An advocate said it was the “most egregious” guidance ever issued by a diocese.

It instructs the church’s priests on how to develop pastoral relationships with “persons with same-sex attraction” and “persons with gender dysphoria” and “lead them step‐by‐step closer to Jesus Christ in a manner that is consistent with the Church’s teaching.”

The Roman Catholic Church has long held that being gay isn’t a sin but that being in a gay relationship or having gay sex is.

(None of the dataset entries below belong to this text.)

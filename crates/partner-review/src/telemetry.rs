use crate::config::TelemetryConfig;
use tracing_subscriber::filter::ParseError;
use tracing_subscriber::EnvFilter;

#[derive(Debug, thiserror::Error)]
pub enum TelemetryError {
    #[error("invalid log level/filter '{value}': unable to build EnvFilter")]
    EnvFilter {
        value: String,
        #[source]
        source: ParseError,
    },
    #[error("tracing subscriber already installed: {0}")]
    Subscriber(Box<dyn std::error::Error + Send + Sync>),
}

/// `RUST_LOG` wins over the configured level so operators can widen logging ad hoc.
pub fn env_filter(config: &TelemetryConfig) -> Result<EnvFilter, TelemetryError> {
    match EnvFilter::try_from_default_env() {
        Ok(filter) => Ok(filter),
        Err(_) => EnvFilter::try_new(&config.log_level).map_err(|source| {
            TelemetryError::EnvFilter {
                value: config.log_level.clone(),
                source,
            }
        }),
    }
}

pub fn init(config: &TelemetryConfig) -> Result<(), TelemetryError> {
    let filter = env_filter(config)?;

    tracing_subscriber::fmt()
        .with_env_filter(filter)
        .with_target(false)
        .with_writer(std::io::stderr)
        .compact()
        .with_ansi(false)
        .try_init()
        .map_err(TelemetryError::Subscriber)
}
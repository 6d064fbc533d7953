use std::sync::Arc;

use clap::{Args, Parser, Subcommand};
use partner_review::config::AppConfig;
use partner_review::error::AppError;
use partner_review::telemetry;
use partner_review::workflows::channel_partner::{
    FormField, HttpPartnerGateway, Notifier, PartnerGateway, PartnerId, ReviewForm, SectionId,
    SectionStatus,
};
use tracing::info;

use crate::infra::{
    canonical_decision, override_backend, parse_review_status, parse_timeout, resolve_partner,
    ConsoleNotifier,
};
use crate::render::{application_json, render_application, ApplicationView};

#[derive(Parser, Debug)]
#[command(
    name = "partner-review",
    about = "Review channel partner applications against the partner backend",
    version
)]
struct Cli {
    #[command(flatten)]
    backend: BackendArgs,
    #[command(subcommand)]
    command: Command,
}

#[derive(Args, Debug, Default)]
struct BackendArgs {
    /// Override PARTNER_API_BASE_URL (e.g. http://localhost:5000/api)
    #[arg(long, global = true)]
    base_url: Option<String>,
    /// Override PARTNER_API_TIMEOUT_SECS for every backend request
    #[arg(long, global = true, value_parser = parse_timeout)]
    timeout_secs: Option<u64>,
}

#[derive(Subcommand, Debug)]
pub(crate) enum Command {
    /// Load an application and print every section of the review form
    Show(ShowArgs),
    /// Approve or reject a section; repeating the current outcome clears it
    Toggle(ToggleArgs),
    /// Record the final decision and its reason
    Decide(DecideArgs),
}

#[derive(Args, Debug, Default)]
pub(crate) struct PartnerArgs {
    /// Partner application to review. Defaults to PARTNER_ID.
    #[arg(long)]
    pub(crate) partner_id: Option<String>,
}

#[derive(Args, Debug, Default)]
pub(crate) struct ShowArgs {
    #[command(flatten)]
    pub(crate) target: PartnerArgs,
    /// List every submitted document with its slot, including duplicates
    #[arg(long)]
    pub(crate) documents: bool,
    /// Print the mapped application as JSON instead of text
    #[arg(long)]
    pub(crate) json: bool,
}

#[derive(Args, Debug)]
pub(crate) struct ToggleArgs {
    #[command(flatten)]
    pub(crate) target: PartnerArgs,
    /// Section key, e.g. applicant_details or kyc-documents
    #[arg(long)]
    pub(crate) section: SectionId,
    /// approved or rejected
    #[arg(long, value_parser = parse_review_status)]
    pub(crate) status: SectionStatus,
}

#[derive(Args, Debug)]
pub(crate) struct DecideArgs {
    #[command(flatten)]
    pub(crate) target: PartnerArgs,
    /// Pending, Approved or Rejected
    #[arg(long)]
    pub(crate) decision: String,
    /// Reason recorded with the decision
    #[arg(long, default_value = "")]
    pub(crate) reason: String,
}

pub(crate) async fn run() -> Result<(), AppError> {
    let cli = Cli::parse();
    let mut config = AppConfig::load()?;
    telemetry::init(&config.telemetry)?;

    config.backend = override_backend(
        config.backend,
        cli.backend.base_url,
        cli.backend.timeout_secs,
    )?;
    info!(
        ?config.environment,
        base_url = %config.backend.base_url,
        timeout_secs = config.backend.request_timeout.as_secs(),
        "partner review console starting"
    );

    let gateway = Arc::new(HttpPartnerGateway::new(&config.backend)?);
    let output = execute(
        cli.command,
        gateway,
        Arc::new(ConsoleNotifier),
        config.default_partner,
    )
    .await?;
    print!("{output}");
    Ok(())
}

/// Runs one command against a gateway and returns what should be printed.
pub(crate) async fn execute<G, N>(
    command: Command,
    gateway: Arc<G>,
    notifier: Arc<N>,
    default_partner: Option<PartnerId>,
) -> Result<String, AppError>
where
    G: PartnerGateway + ?Sized,
    N: Notifier + ?Sized,
{
    match command {
        Command::Show(args) => {
            let partner = resolve_partner(args.target.partner_id, default_partner)?;
            let review = ReviewForm::load(gateway, notifier, partner).await?;
            let view = ApplicationView::of(&review);
            if args.json {
                Ok(format!("{:#}\n", application_json(&view)))
            } else {
                Ok(render_application(&view, args.documents))
            }
        }
        Command::Toggle(args) => {
            let partner = resolve_partner(args.target.partner_id, default_partner)?;
            let review = ReviewForm::load(gateway, notifier, partner).await?;
            let before = review.status(args.section);
            let settled = review.toggle_status(args.section, args.status).await?;
            Ok(format!("{}: {before} -> {settled}\n", args.section))
        }
        Command::Decide(args) => {
            let decision = canonical_decision(&args.decision).ok_or_else(|| {
                AppError::Usage(format!(
                    "unknown decision '{}' (expected one of {})",
                    args.decision,
                    FormField::FinalDecision.options().join(", ")
                ))
            })?;
            let partner = resolve_partner(args.target.partner_id, default_partner)?;
            let review = ReviewForm::load(gateway, notifier, partner).await?;
            review.set_field(FormField::FinalDecision, decision)?;
            review.set_field(FormField::AnyReason, args.reason)?;
            let update = review.submit_decision().await?;
            Ok(format!(
                "final decision: {} ({})\n",
                update.final_decision,
                if update.final_decision_reason.is_empty() {
                    "no reason given"
                } else {
                    update.final_decision_reason.as_str()
                }
            ))
        }
    }
}
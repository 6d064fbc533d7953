use crate::config::ConfigError;
use crate::telemetry::TelemetryError;
use crate::workflows::channel_partner::{GatewayError, ReviewError};
use std::fmt;

#[derive(Debug)]
pub enum AppError {
    Config(ConfigError),
    Telemetry(TelemetryError),
    Gateway(GatewayError),
    Review(ReviewError),
    Usage(String),
}

impl fmt::Display for AppError {
    fn fmt(&self, f: &mut fmt::Formatter<'_>) -> fmt::Result {
        match self {
            AppError::Config(err) => write!(f, "configuration error: {}", err),
            AppError::Telemetry(err) => write!(f, "telemetry error: {}", err),
            AppError::Gateway(err) => write!(f, "backend error: {}", err),
            AppError::Review(err) => match err.gateway_error() {
                Some(cause) => write!(f, "{} ({})", err, cause),
                None => write!(f, "{}", err),
            },
            AppError::Usage(message) => write!(f, "invalid usage: {}", message),
        }
    }
}

impl std::error::Error for AppError {
    fn source(&self) -> Option<&(dyn std::error::Error + 'static)> {
        match self {
            AppError::Config(err) => Some(err),
            AppError::Telemetry(err) => Some(err),
            AppError::Gateway(err) => Some(err),
            AppError::Review(err) => Some(err),
            AppError::Usage(_) => None,
        }
    }
}

impl From<ConfigError> for AppError {
    fn from(value: ConfigError) -> Self {
        Self::Config(value)
    }
}

impl From<TelemetryError> for AppError {
    fn from(value: TelemetryError) -> Self {
        Self::Telemetry(value)
    }
}

impl From<GatewayError> for AppError {
    fn from(value: GatewayError) -> Self {
        Self::Gateway(value)
    }
}

impl From<ReviewError> for AppError {
    fn from(value: ReviewError) -> Self {
        Self::Review(value)
    }
}
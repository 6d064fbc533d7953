use super::common::*;
use crate::workflows::channel_partner::domain::{PartnerPayload, SectionId, SectionStatus};
use crate::workflows::channel_partner::mapping::{
    display_date, map_payload, FormField, FormGroup, FormState,
};
use chrono::NaiveDate;
use serde_json::json;

#[test]
fn empty_payload_maps_every_field_to_empty_text() {
    let mapped = map_payload(PartnerPayload::default());

    for field in FormField::ALL {
        assert_eq!(mapped.form.get(field), "", "{field} should be empty");
    }
    assert!(mapped.documents.entries().is_empty());
    assert_eq!(mapped.statuses.len(), SectionId::ALL.len());
    assert!(mapped
        .statuses
        .values()
        .all(|status| *status == SectionStatus::Pending));
}

#[test]
fn timestamps_are_truncated_to_their_date() {
    let mapped = map_payload(full_payload());

    assert_eq!(mapped.form.get(FormField::ApplicationDate), "2024-03-01");
    assert_eq!(mapped.form.get(FormField::Dob), "1990-07-14");
    assert_eq!(mapped.form.get(FormField::ApprovalDate), "2024-03-05");
    assert_eq!(
        mapped.form.date(FormField::ApplicationDate),
        NaiveDate::from_ymd_opt(2024, 3, 1)
    );
    assert_eq!(mapped.form.date(FormField::FirstName), None);
}

#[test]
fn display_date_handles_offsets_naive_and_unparseable_values() {
    assert_eq!(display_date("2024-03-01T10:00:00Z"), "2024-03-01");
    assert_eq!(display_date("2024-03-01T23:30:00+05:30"), "2024-03-01");
    assert_eq!(display_date("2024-03-01T10:00:00.250"), "2024-03-01");
    assert_eq!(display_date("2024-03-01 08:15:00"), "2024-03-01");
    assert_eq!(display_date("01/03/2024Textra"), "01/03/2024");
    assert_eq!(display_date("   "), "");
}

#[test]
fn scalar_fields_keep_their_text_and_nulls_become_empty() {
    let mapped = map_payload(full_payload());

    assert_eq!(mapped.form.get(FormField::FirstName), "Asha");
    assert_eq!(mapped.form.get(FormField::MiddleName), "");
    assert_eq!(mapped.form.get(FormField::MobileNumber), "9876543210");
    assert_eq!(mapped.form.get(FormField::CurrentPincode1), "411001");
    assert_eq!(mapped.form.get(FormField::PermanentCity2), "Nashik");
    assert_eq!(mapped.form.get(FormField::AccountType), "Savings");
    assert_eq!(mapped.form.get(FormField::UcCode), "UC-7");
    assert_eq!(mapped.form.get(FormField::LcCode), "");
}

#[test]
fn section_statuses_come_from_status_fields() {
    let mapped = map_payload(full_payload());

    assert_eq!(
        mapped.statuses[&SectionId::ApplicantDetails],
        SectionStatus::Approved
    );
    assert_eq!(
        mapped.statuses[&SectionId::CurrentAddress],
        SectionStatus::Rejected
    );
    assert_eq!(
        mapped.statuses[&SectionId::PermanentAddress],
        SectionStatus::Pending
    );
    assert_eq!(
        mapped.statuses[&SectionId::BankingDetails],
        SectionStatus::Pending
    );
}

#[test]
fn section_status_text_must_match_exactly() {
    let mapped = map_payload(payload(json!({
        "applicant_details_status": "approved",
        "current_address_status": "REJECTED",
        "permanent_address_status": " Approved",
        "kyc_documents_status": "Approved",
        "banking_details_status": 1
    })));

    assert_eq!(
        mapped.statuses[&SectionId::ApplicantDetails],
        SectionStatus::Pending
    );
    assert_eq!(
        mapped.statuses[&SectionId::CurrentAddress],
        SectionStatus::Pending
    );
    assert_eq!(
        mapped.statuses[&SectionId::PermanentAddress],
        SectionStatus::Pending
    );
    assert_eq!(
        mapped.statuses[&SectionId::KycDocuments],
        SectionStatus::Approved
    );
    assert_eq!(
        mapped.statuses[&SectionId::BankingDetails],
        SectionStatus::Pending
    );
}

#[test]
fn unexpected_shapes_do_not_break_mapping() {
    let mapped = map_payload(payload(json!({
        "first_name": ["not", "a", "scalar"],
        "gender": true,
        "application_date": 20240301,
        "banking_details_status": "on hold",
        "documents": null
    })));

    assert_eq!(mapped.form.get(FormField::FirstName), "");
    assert_eq!(mapped.form.get(FormField::Gender), "true");
    assert_eq!(mapped.form.get(FormField::ApplicationDate), "20240301");
    assert_eq!(
        mapped.statuses[&SectionId::BankingDetails],
        SectionStatus::Pending
    );
    assert!(mapped.documents.entries().is_empty());
}

#[test]
fn end_to_end_payload_populates_name_status_and_education_slot() {
    let mapped = map_payload(payload(json!({
        "first_name": "Asha",
        "applicant_details_status": "Approved",
        "documents": [
            { "document_proof_type": "Education Certificate", "document_number": "ED-99" }
        ]
    })));

    assert_eq!(mapped.form.get(FormField::FirstName), "Asha");
    assert_eq!(
        mapped.statuses[&SectionId::ApplicantDetails],
        SectionStatus::Approved
    );
    assert_eq!(mapped.form.get(FormField::KycEducationDoc), "ED-99");
}

#[test]
fn field_ids_are_unique_and_parse_back() {
    let mut ids: Vec<&str> = FormField::ALL.iter().map(|field| field.id()).collect();
    ids.sort_unstable();
    ids.dedup();
    assert_eq!(ids.len(), FormField::ALL.len());

    assert_eq!("digitalOTP".parse::<FormField>(), Ok(FormField::DigitalOtp));
    assert_eq!("finaldecision".parse::<FormField>(), Ok(FormField::FinalDecision));
    assert!("nickname".parse::<FormField>().is_err());
}

#[test]
fn every_group_has_fields_and_reviewable_groups_map_to_sections() {
    for group in FormGroup::ALL {
        assert!(FormField::in_group(group).next().is_some(), "{group:?} empty");
    }
    let reviewable: Vec<SectionId> = FormGroup::ALL
        .into_iter()
        .filter_map(FormGroup::section)
        .collect();
    assert_eq!(reviewable, SectionId::ALL.to_vec());
    assert_eq!(FormGroup::KycDocuments.title(), "4. Applicant KYC Documents");
}

#[test]
fn only_decision_fields_are_editable() {
    let editable: Vec<FormField> = FormField::ALL
        .into_iter()
        .filter(|field| field.is_editable())
        .collect();

    assert_eq!(
        editable,
        vec![
            FormField::AnyReason,
            FormField::FinalDecision,
            FormField::AuthSignature,
            FormField::DigitalOtp,
        ]
    );
    assert!(FormField::in_group(FormGroup::AuthorizedPerson).all(|field| !field.is_editable()));
    assert_eq!(FormState::default().get(FormField::AnyReason), "");
}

The Vatican also ruled in March that priests can’t bless same-sex unions.

Regarding transgender people, the Vatican in June 2019 released “Male and Female He Created Them: Towards a Path of Dialogue on the Question of Gender Theory in Education,” which rejected the idea that trans people can exist and said the “ideology” aims “to annihilate the concept of ‘nature.’”

The Diocese of Marquette said in its guidance that trans people deserve “love and friendship” and compared them to people “suffering from anorexia nervosa.”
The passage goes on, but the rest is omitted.